Another great post Susan. I too fought the pharmaceutial rollar coaster for years, usually ending up much sicker from the toxic cocktails of meds than from the underlying problem. It wasn't until I was tested for and diagnosed with "leaky gut syndrome" that I realized how truly dangerous this situation can be.

After seeing my test results, my doctor explained to me that because of all the medications that had been prescribed through the years, and my body's lessening ability to metabolize them all properly, my intestines were like "cheesecloth". He said that literally everything I was digesting was seeping through the tiny holes that had been worn into my intestines and as a result, my entire bloodstream was being poisoned with undigested meds, food, and worse, intestinal parasites and other bacteria. He said that I was a toxic waste dump inside and he was surprised that I could even function at the limited capacity that I was.

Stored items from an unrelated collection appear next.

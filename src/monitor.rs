//! # Queue Monitor
//!
//! Periodically samples [`QueueMetrics`] and raises alerts when the backlog,
//! the failed count or the failure rate cross the thresholds in
//! [`MonitorConfig`]. Alerts are emitted as `warn!` events and returned to the
//! caller of [`QueueMonitor::check`].

use serde::Serialize;
use std::fmt;
use std::sync::Arc;
use tokio::sync::Notify;
use tokio::task::JoinHandle;
use tracing::{debug, error, info, warn};

use crate::config::MonitorConfig;
use crate::error::Result;
use crate::models::QueueMetrics;
use crate::store::TaskStore;

#[derive(Debug, Clone, Copy, PartialEq, Eq, Serialize)]
#[serde(rename_all = "snake_case")]
pub enum AlertKind {
    HighPendingTasks,
    HighFailedTasks,
    HighFailureRate,
}

impl AlertKind {
    pub fn as_str(&self) -> &'static str {
        match self {
            Self::HighPendingTasks => "high_pending_tasks",
            Self::HighFailedTasks => "high_failed_tasks",
            Self::HighFailureRate => "high_failure_rate",
        }
    }
}

impl fmt::Display for AlertKind {
    fn fmt(&self, f: &mut fmt::Formatter<'_>) -> fmt::Result {
        f.write_str(self.as_str())
    }
}

/// A threshold exceeded by the current metrics
#[derive(Debug, Clone, PartialEq, Serialize)]
pub struct QueueAlert {
    pub kind: AlertKind,
    pub current: f64,
    pub threshold: f64,
}

/// Compare `metrics` against the configured thresholds.
///
/// Every threshold is exclusive: a value equal to its threshold does not alert.
pub fn evaluate(metrics: &QueueMetrics, thresholds: &MonitorConfig) -> Vec<QueueAlert> {
    let checks = [
        (
            AlertKind::HighPendingTasks,
            metrics.pending_tasks as f64,
            thresholds.pending_tasks as f64,
        ),
        (
            AlertKind::HighFailedTasks,
            metrics.failed_tasks as f64,
            thresholds.failed_tasks as f64,
        ),
        (
            AlertKind::HighFailureRate,
            metrics.failure_rate,
            thresholds.failure_rate,
        ),
    ];

    checks
        .into_iter()
        .filter(|(_, current, threshold)| current > threshold)
        .map(|(kind, current, threshold)| QueueAlert {
            kind,
            current,
            threshold,
        })
        .collect()
}

/// Result of one monitoring pass
#[derive(Debug, Clone, PartialEq, Serialize)]
pub struct MonitorReport {
    pub metrics: QueueMetrics,
    pub alerts: Vec<QueueAlert>,
}

#[derive(Clone)]
pub struct QueueMonitor {
    store: Arc<dyn TaskStore>,
    config: MonitorConfig,
}

impl QueueMonitor {
    pub fn new(store: Arc<dyn TaskStore>, config: MonitorConfig) -> Self {
        Self { store, config }
    }

    /// Sample metrics once and log any alert at warn level
    pub async fn check(&self) -> Result<MonitorReport> {
        let metrics = self.store.metrics().await?;
        let alerts = evaluate(&metrics, &self.config);

        for alert in &alerts {
            warn!(
                alert = %alert.kind,
                current = alert.current,
                threshold = alert.threshold,
                "Task queue alert"
            );
        }
        debug!(
            pending = metrics.pending_tasks,
            failed = metrics.failed_tasks,
            total = metrics.total_tasks,
            failure_rate = metrics.failure_rate,
            "Queue metrics checked"
        );

        Ok(MonitorReport { metrics, alerts })
    }

    /// Run [`check`](Self::check) every `check_interval` on its own tokio task.
    ///
    /// A failed check is logged and retried on the next tick.
    pub fn start(self) -> MonitorHandle {
        let shutdown = Arc::new(Notify::new());
        let stop = shutdown.clone();
        let interval = self.config.check_interval();

        info!(
            check_interval_seconds = self.config.check_interval_seconds,
            pending_tasks = self.config.pending_tasks,
            failed_tasks = self.config.failed_tasks,
            failure_rate = self.config.failure_rate,
            "Queue monitor started"
        );

        let join = tokio::spawn(async move {
            loop {
                if let Err(e) = self.check().await {
                    error!(error = %e, "Queue metrics check failed");
                }
                tokio::select! {
                    _ = tokio::time::sleep(interval) => {},
                    _ = stop.notified() => break,
                }
            }
            info!("Queue monitor stopped");
        });

        MonitorHandle { shutdown, join }
    }
}

/// Handle to a monitor loop started with [`QueueMonitor::start`]
pub struct MonitorHandle {
    shutdown: Arc<Notify>,
    join: JoinHandle<()>,
}

impl MonitorHandle {
    pub async fn stop(self) {
        self.shutdown.notify_one();
        if let Err(e) = self.join.await {
            error!(error = %e, "Queue monitor task failed");
        }
    }
}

We did a major "detox", cleared out my system, and all of my symptoms, ALL of them, went away. That was in 2000. With the exception of the depression, they've all stayed gone. I'm finally convinced that the depression itself is a by-product of fibromyalgia and insomnia caused by sleep apnea and UARS (Upper Airways Resistence Syndrome) and a natural inability to limit biochemical reactions to stressfful triggers. Cortissol perhaps? Having lived through one major crisis after another for most of my adult life, I'm convinced that my adrenals have gone haywire. Long way to say that I think you're onto something here! :)

Bipolar Wellness Writer said...

Thanks Syd. I had no idea that you went through this. The toxicity of most psychotropic medication is frightening. With other illnesses, doctors are so careful to check on the relationships betweens the drugs patients take. But with bipolar disorder...there's seems to be way less oversight. I wonder why!

Susan

naturalgal said...

This is a great post. Right on! I also have seen those figures of about 30 percent of bipolar people (or mentally ill people) are NOT helped by the medication. (And actually made worse.)

Bipolar Wellness Writer said...

Dear Naturalgal,
What's interesting is that it used to be much easier to find "real" statistics about this illness. Now I have to go to dozens of sites and still can't find what I'm looking for. I sure wish I had kept that research.